DIRECTIONS FOR THIS TASK:
Identify every line in the records below that contains the word "sink", and reproduce each one.

(Saved data entries)
*****

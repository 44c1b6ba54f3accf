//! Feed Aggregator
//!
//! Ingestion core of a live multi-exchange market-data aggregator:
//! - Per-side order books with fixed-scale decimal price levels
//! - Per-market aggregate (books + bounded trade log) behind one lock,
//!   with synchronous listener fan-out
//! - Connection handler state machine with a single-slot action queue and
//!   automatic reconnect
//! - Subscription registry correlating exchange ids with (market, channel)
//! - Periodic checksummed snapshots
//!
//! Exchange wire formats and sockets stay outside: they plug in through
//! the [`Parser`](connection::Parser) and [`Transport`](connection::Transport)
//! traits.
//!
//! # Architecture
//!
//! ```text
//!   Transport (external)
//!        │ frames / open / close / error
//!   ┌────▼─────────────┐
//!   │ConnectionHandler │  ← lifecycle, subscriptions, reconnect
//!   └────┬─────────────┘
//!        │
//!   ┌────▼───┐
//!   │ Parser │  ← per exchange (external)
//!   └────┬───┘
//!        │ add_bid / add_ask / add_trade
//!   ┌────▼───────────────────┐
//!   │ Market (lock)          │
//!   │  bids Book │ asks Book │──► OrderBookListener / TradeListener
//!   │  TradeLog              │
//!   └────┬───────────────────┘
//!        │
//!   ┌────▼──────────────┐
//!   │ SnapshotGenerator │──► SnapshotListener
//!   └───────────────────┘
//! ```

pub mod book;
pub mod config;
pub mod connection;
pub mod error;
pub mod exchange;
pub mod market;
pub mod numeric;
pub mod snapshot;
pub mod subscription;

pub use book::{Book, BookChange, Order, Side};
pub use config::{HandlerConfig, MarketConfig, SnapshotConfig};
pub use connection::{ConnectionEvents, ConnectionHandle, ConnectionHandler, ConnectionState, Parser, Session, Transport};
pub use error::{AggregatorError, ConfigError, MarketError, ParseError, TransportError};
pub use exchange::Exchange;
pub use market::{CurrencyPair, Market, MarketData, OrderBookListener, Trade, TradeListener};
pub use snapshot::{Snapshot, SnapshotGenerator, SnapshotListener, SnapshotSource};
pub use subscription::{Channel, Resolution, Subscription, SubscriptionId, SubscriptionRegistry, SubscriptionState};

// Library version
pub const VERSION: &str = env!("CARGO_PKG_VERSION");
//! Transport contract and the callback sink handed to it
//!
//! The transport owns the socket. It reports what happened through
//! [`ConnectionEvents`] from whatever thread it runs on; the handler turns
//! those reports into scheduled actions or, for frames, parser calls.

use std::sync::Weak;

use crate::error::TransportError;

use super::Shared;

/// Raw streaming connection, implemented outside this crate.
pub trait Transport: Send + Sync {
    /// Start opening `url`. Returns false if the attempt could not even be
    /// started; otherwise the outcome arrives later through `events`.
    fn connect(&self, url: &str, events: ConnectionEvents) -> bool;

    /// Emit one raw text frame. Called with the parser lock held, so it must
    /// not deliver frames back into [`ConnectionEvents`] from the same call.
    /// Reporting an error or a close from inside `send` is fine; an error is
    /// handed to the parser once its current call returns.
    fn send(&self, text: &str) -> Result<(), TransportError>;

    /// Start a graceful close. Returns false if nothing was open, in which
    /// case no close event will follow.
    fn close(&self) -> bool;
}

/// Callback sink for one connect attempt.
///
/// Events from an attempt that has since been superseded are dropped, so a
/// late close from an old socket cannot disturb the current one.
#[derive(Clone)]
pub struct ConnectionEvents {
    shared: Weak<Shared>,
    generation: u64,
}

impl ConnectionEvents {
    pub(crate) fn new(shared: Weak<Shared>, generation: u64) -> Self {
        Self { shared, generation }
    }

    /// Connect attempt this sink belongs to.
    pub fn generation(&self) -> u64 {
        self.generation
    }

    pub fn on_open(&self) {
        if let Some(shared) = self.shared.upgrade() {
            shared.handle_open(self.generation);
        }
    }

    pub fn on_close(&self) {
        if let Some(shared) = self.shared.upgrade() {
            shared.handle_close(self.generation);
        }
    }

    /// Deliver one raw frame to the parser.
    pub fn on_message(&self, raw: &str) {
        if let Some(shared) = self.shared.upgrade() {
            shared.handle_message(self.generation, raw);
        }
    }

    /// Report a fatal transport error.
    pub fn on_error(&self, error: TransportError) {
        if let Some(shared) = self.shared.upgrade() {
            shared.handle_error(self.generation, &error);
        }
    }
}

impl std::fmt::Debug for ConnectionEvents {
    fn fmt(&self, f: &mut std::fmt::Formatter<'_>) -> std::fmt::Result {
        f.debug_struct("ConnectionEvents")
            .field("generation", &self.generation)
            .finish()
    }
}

*****

OUTPUT FOR THIS EXERCISE:
//! Transport contract and the callback sink handed to it
/// Callback sink for one connect attempt.
    /// Connect attempt this sink belongs to.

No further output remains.